◆ **Work request**: Each line below that holds the string "unexpected" counts once; report the total and nothing else.

◆ **Information supplied**:
/// COCO annotation document parser
///
/// This module parses COCO format annotation files into typed records.
/// Format specification: https://cocodataset.org/#format-data
use std::collections::{HashMap, HashSet};
use std::io::Read;
use std::path::Path;
use std::time::Instant;
use serde::{Deserialize, Serialize};
use log::{debug, info};

use crate::error::{CocoError, Result};

#[derive(Debug, Clone, PartialEq, Deserialize, Serialize)]
pub struct AnnotationDocument {
    pub images: Vec<ImageRecord>,
    pub annotations: Vec<Annotation>,
    pub categories: Vec<Category>,
    pub licenses: Vec<License>,
}

#[derive(Debug, Clone, PartialEq, Deserialize, Serialize)]
pub struct ImageRecord {
    pub id: u64,
    pub width: u32,
    pub height: u32,
    pub file_name: String,
    pub license: u64,
    pub date_captured: String,
    #[serde(default, skip_serializing_if = "Option::is_none")]
    pub coco_url: Option<String>,
    #[serde(default, skip_serializing_if = "Option::is_none")]
    pub flickr_url: Option<String>,
}

#[derive(Debug, Clone, PartialEq, Deserialize, Serialize)]
pub struct Annotation {
    pub id: u64,
    pub image_id: u64,
    pub category_id: u64,
    pub segmentation: Segmentation,
    pub area: f64,
    pub bbox: [f64; 4],  // [x, y, width, height] in COCO format
    pub iscrowd: u8,
}

#[derive(Debug, Clone, PartialEq, Deserialize, Serialize)]
#[serde(untagged)]
pub enum Segmentation {
    Polygons(Vec<Vec<f64>>),  // Flat [x0, y0, x1, y1, ...] lists
    Rle(Rle),                 // Run-length encoding, used for crowd regions
}

#[derive(Debug, Clone, PartialEq, Deserialize, Serialize)]
pub struct Rle {
    pub size: [u32; 2],  // [height, width]
    pub counts: RleCounts,
}

#[derive(Debug, Clone, PartialEq, Deserialize, Serialize)]
#[serde(untagged)]
pub enum RleCounts {
    Uncompressed(Vec<u32>),
    Compressed(String),
}

#[derive(Debug, Clone, PartialEq, Deserialize, Serialize)]
pub struct Category {
    pub id: u64,
    pub name: String,
    pub supercategory: String,
}

#[derive(Debug, Clone, PartialEq, Deserialize, Serialize)]
pub struct License {
    pub id: u64,
    pub name: String,
    pub url: String,
}

impl AnnotationDocument {
    /// Parse a COCO document from a file
    pub fn from_file(path: &Path) -> Result<Self> {
        info!("Loading COCO file: {}", path.display());
        let bytes = std::fs::read(path).map_err(|source| CocoError::Io {
            path: path.to_path_buf(),
            source,
        })?;

        let start = Instant::now();
        let document = Self::from_slice(&bytes)?;
        debug!("Parsed {} bytes in {:.2}ms", bytes.len(), start.elapsed().as_secs_f64() * 1000.0);

        info!("COCO document parsed: {} images, {} annotations, {} categories",
              document.images.len(), document.annotations.len(), document.categories.len());
        Ok(document)
    }

    /// Parse a COCO document from a string
    pub fn from_str(content: &str) -> Result<Self> {
        serde_json::from_str(content).map_err(CocoError::from_json)
    }

    /// Parse a COCO document from raw bytes
    pub fn from_slice(bytes: &[u8]) -> Result<Self> {
        serde_json::from_slice(bytes).map_err(CocoError::from_json)
    }

    /// Parse a COCO document from any reader. Wrap files in a `BufReader`.
    pub fn from_reader<R: Read>(reader: R) -> Result<Self> {
        serde_json::from_reader(reader).map_err(CocoError::from_json)
    }

    pub fn to_json(&self, pretty: bool) -> Result<String> {
        let json = if pretty {
            serde_json::to_string_pretty(self)
        } else {
            serde_json::to_string(self)
        };
        json.map_err(CocoError::from_json)
    }

    /// Check if JSON content looks like a COCO document (quick detection)
    pub fn is_coco_format(content: &str) -> bool {
        if let Ok(value) = serde_json::from_str::<serde_json::Value>(content) {
            if let Some(obj) = value.as_object() {
                return obj.contains_key("images")
                    && obj.contains_key("annotations")
                    && obj.contains_key("categories");
            }
        }
        false
    }

    /// Check references and box shapes without modifying the document.
    pub fn validate(&self) -> ValidationReport {
        let mut report = ValidationReport::default();

        if self.images.is_empty() {
            report.warnings.push("COCO document has no images".to_string());
        }

        if self.categories.is_empty() {
            report.warnings.push("COCO document has no categories".to_string());
        }

        let mut category_ids = HashSet::new();
        for category in &self.categories {
            if !category_ids.insert(category.id) {
                report.duplicate_category_ids.push(category.id);
                report.warnings.push(format!(
                    "Category id {} ({}) is used more than once",
                    category.id, category.name
                ));
            }
        }

        let image_ids: HashSet<_> = self.images.iter().map(|img| img.id).collect();

        for ann in &self.annotations {
            let mut invalid = false;
            if !image_ids.contains(&ann.image_id) {
                report.warnings.push(format!(
                    "Annotation {}: references non-existent image_id {}",
                    ann.id, ann.image_id
                ));
                invalid = true;
            }
            if !category_ids.contains(&ann.category_id) {
                report.warnings.push(format!(
                    "Annotation {}: references non-existent category_id {}",
                    ann.id, ann.category_id
                ));
                invalid = true;
            }
            if ann.bbox[2] < 0.0 || ann.bbox[3] < 0.0 {
                report.warnings.push(format!(
                    "Annotation {}: negative bbox size ({} x {})",
                    ann.id, ann.bbox[2], ann.bbox[3]
                ));
                invalid = true;
            }
            if invalid {
                report.invalid_annotation_ids.push(ann.id);
                report.images_with_invalid_annotations.insert(ann.image_id);
            }
        }

        debug!("Validation finished with {} warning(s)", report.warnings.len());
        report
    }

    /// Category names excluding the placeholder supercategory.
    ///
    /// Roboflow exports carry a synthetic first category whose supercategory
    /// is `"none"`; pass that label to skip it.
    pub fn class_names(&self, excluded_supercategory: &str) -> Vec<String> {
        self.categories
            .iter()
            .filter(|cat| cat.supercategory != excluded_supercategory)
            .map(|cat| cat.name.clone())
            .collect()
    }

    /// Get list of all image filenames in the document
    pub fn image_file_names(&self) -> Vec<String> {
        self.images.iter().map(|img| img.file_name.clone()).collect()
    }

    pub fn category(&self, id: u64) -> Option<&Category> {
        self.categories.iter().find(|cat| cat.id == id)
    }

    /// Category id to name. Later duplicates of an id win.
    pub fn category_names(&self) -> HashMap<u64, &str> {
        self.categories.iter().map(|cat| (cat.id, cat.name.as_str())).collect()
    }

    pub fn stats(&self) -> DocumentStats {
        DocumentStats {
            num_images: self.images.len(),
            num_annotations: self.annotations.len(),
            num_categories: self.categories.len(),
            num_licenses: self.licenses.len(),
        }
    }
}

impl Annotation {
    /// Convert COCO bbox (x, y, w, h) to top-left and bottom-right corners
    pub fn bbox_xyxy(&self) -> [f64; 4] {
        let [x, y, w, h] = self.bbox;
        [x, y, x + w, y + h]
    }
}

/// Problems found by [`AnnotationDocument::validate`]
#[derive(Debug, Clone, Default)]
pub struct ValidationReport {
    pub warnings: Vec<String>,
    pub invalid_annotation_ids: Vec<u64>,
    pub images_with_invalid_annotations: HashSet<u64>,
    pub duplicate_category_ids: Vec<u64>,
}

impl ValidationReport {
    pub fn is_clean(&self) -> bool {
        self.invalid_annotation_ids.is_empty() && self.duplicate_category_ids.is_empty()
    }
}

#[derive(Debug, Clone, Serialize)]
pub struct DocumentStats {
    pub num_images: usize,
    pub num_annotations: usize,
    pub num_categories: usize,
    pub num_licenses: usize,
}

#[cfg(test)]
pub(crate) mod tests {
    use super::*;

    pub(crate) const SAMPLE: &str = r#"{
        "info": {"year": "2023", "description": "Exported from roboflow.ai"},
        "licenses": [
            {"id": 1, "name": "CC BY 4.0", "url": "https://creativecommons.org/licenses/by/4.0/"}
        ],
        "categories": [
            {"id": 0, "name": "tumor", "supercategory": "none"},
            {"id": 1, "name": "glioma", "supercategory": "tumor"},
            {"id": 2, "name": "meningioma", "supercategory": "tumor"}
        ],
        "images": [
            {"id": 0, "license": 1, "file_name": "scan_0.jpg", "height": 640, "width": 640,
             "date_captured": "2023-05-01T10:00:00+00:00"},
            {"id": 1, "license": 1, "file_name": "scan_1.jpg", "height": 640, "width": 640,
             "date_captured": "2023-05-01T10:00:00+00:00",
             "coco_url": "http://example.org/scan_1.jpg"},
            {"id": 2, "license": 1, "file_name": "scan_0.jpg", "height": 320, "width": 320,
             "date_captured": "2023-05-01T10:00:00+00:00"}
        ],
        "annotations": [
            {"id": 0, "image_id": 0, "category_id": 1, "bbox": [10, 20, 5, 6],
             "area": 30, "segmentation": [[10, 20, 15, 20, 15, 26, 10, 26]], "iscrowd": 0},
            {"id": 1, "image_id": 1, "category_id": 2, "bbox": [100.5, 50.0, 40.0, 30.0],
             "area": 1200.0, "segmentation": [], "iscrowd": 0},
            {"id": 2, "image_id": 0, "category_id": 2, "bbox": [0, 0, 3, 3],
             "area": 1, "segmentation": {"size": [3, 3], "counts": [4, 1, 4]}, "iscrowd": 1}
        ]
    }"#;

    pub(crate) fn sample() -> AnnotationDocument {
        AnnotationDocument::from_str(SAMPLE).unwrap()
    }

    #[test]
    fn test_coco_detection() {
        let valid_coco = r#"{
            "images": [],
            "annotations": [],
            "categories": []
        }"#;
        assert!(AnnotationDocument::is_coco_format(valid_coco));

        let invalid = r#"{"foo": "bar"}"#;
        assert!(!AnnotationDocument::is_coco_format(invalid));
    }

    #[test]
    fn test_coco_parsing() {
        let doc = sample();
        assert_eq!(doc.images.len(), 3);
        assert_eq!(doc.annotations.len(), 3);
        assert_eq!(doc.categories.len(), 3);
        assert_eq!(doc.licenses.len(), 1);
        assert_eq!(doc.images[1].coco_url.as_deref(), Some("http://example.org/scan_1.jpg"));
        assert_eq!(doc.images[0].flickr_url, None);
        assert!(matches!(doc.annotations[2].segmentation, Segmentation::Rle(_)));
        assert_eq!(doc.annotations[1].segmentation, Segmentation::Polygons(vec![]));
    }

    #[test]
    fn test_round_trip() {
        let doc = sample();
        let json = doc.to_json(false).unwrap();
        let reloaded = AnnotationDocument::from_str(&json).unwrap();
        assert_eq!(doc, reloaded);
    }

    #[test]
    fn test_missing_images_is_schema_error() {
        let json = r#"{"annotations": [], "categories": [], "licenses": []}"#;
        let err = AnnotationDocument::from_str(json).unwrap_err();
        assert!(err.is_schema(), "unexpected error: {err}");
    }

    #[test]
    fn test_malformed_json_is_parse_error() {
        let err = AnnotationDocument::from_str(r#"{"images": [}"#).unwrap_err();
        assert!(err.is_parse());

        let err = AnnotationDocument::from_str(r#"{"images": ["#).unwrap_err();
        assert!(err.is_parse());
    }

    #[test]
    fn test_wrong_bbox_length_is_schema_error() {
        let json = SAMPLE.replace("[10, 20, 5, 6]", "[10, 20, 5]");
        let err = AnnotationDocument::from_str(&json).unwrap_err();
        assert!(err.is_schema());
    }

    #[test]
    fn test_from_reader() {
        let doc = AnnotationDocument::from_reader(SAMPLE.as_bytes()).unwrap();
        assert_eq!(doc, sample());

        let truncated = &SAMPLE.as_bytes()[..SAMPLE.len() / 2];
        let err = AnnotationDocument::from_reader(truncated).unwrap_err();
        assert!(err.is_parse(), "unexpected error: {err}");
    }

    #[test]
    fn test_from_file() {
        let dir = tempfile::tempdir().unwrap();
        let path = dir.path().join("_annotations.coco.json");
        std::fs::write(&path, SAMPLE).unwrap();

        let doc = AnnotationDocument::from_file(&path).unwrap();
        assert_eq!(doc, sample());

        let missing = dir.path().join("missing.json");
        assert!(matches!(
            AnnotationDocument::from_file(&missing),
            Err(CocoError::Io { .. })
        ));
    }

    #[test]
    fn test_validate_reports_problems() {
        let clean = sample().validate();
        assert!(clean.is_clean(), "{:?}", clean.warnings);

        let mut doc = sample();
        doc.annotations[0].image_id = 99;
        doc.annotations[1].bbox[2] = -4.0;
        doc.categories.push(Category {
            id: 1,
            name: "duplicate".to_string(),
            supercategory: "tumor".to_string(),
        });
        let before = doc.clone();

        let report = doc.validate();
        assert_eq!(report.invalid_annotation_ids, vec![0, 1]);
        assert_eq!(report.duplicate_category_ids, vec![1]);
        assert!(report.images_with_invalid_annotations.contains(&99));
        assert_eq!(doc, before);
    }

    #[test]
    fn test_class_names_skip_placeholder() {
        let doc = sample();
        assert_eq!(doc.class_names("none"), vec!["glioma", "meningioma"]);
        assert_eq!(doc.image_file_names().len(), 3);
        assert_eq!(doc.category(2).map(|c| c.name.as_str()), Some("meningioma"));
    }

    #[test]
    fn test_category_names_by_id() {
        let doc = sample();
        let names = doc.category_names();
        assert_eq!(names.len(), 3);
        assert_eq!(names.get(&1), Some(&"glioma"));
        assert_eq!(names.get(&7), None);
    }

    #[test]
    fn test_coco_sections_without_valid_records() {
        // Has the three sections, so it looks like COCO, but lacks licenses
        let json = r#"{"images": [], "annotations": [], "categories": []}"#;
        assert!(AnnotationDocument::is_coco_format(json));
        assert!(AnnotationDocument::from_str(json).unwrap_err().is_schema());
    }
}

◆ **Answer area**: 2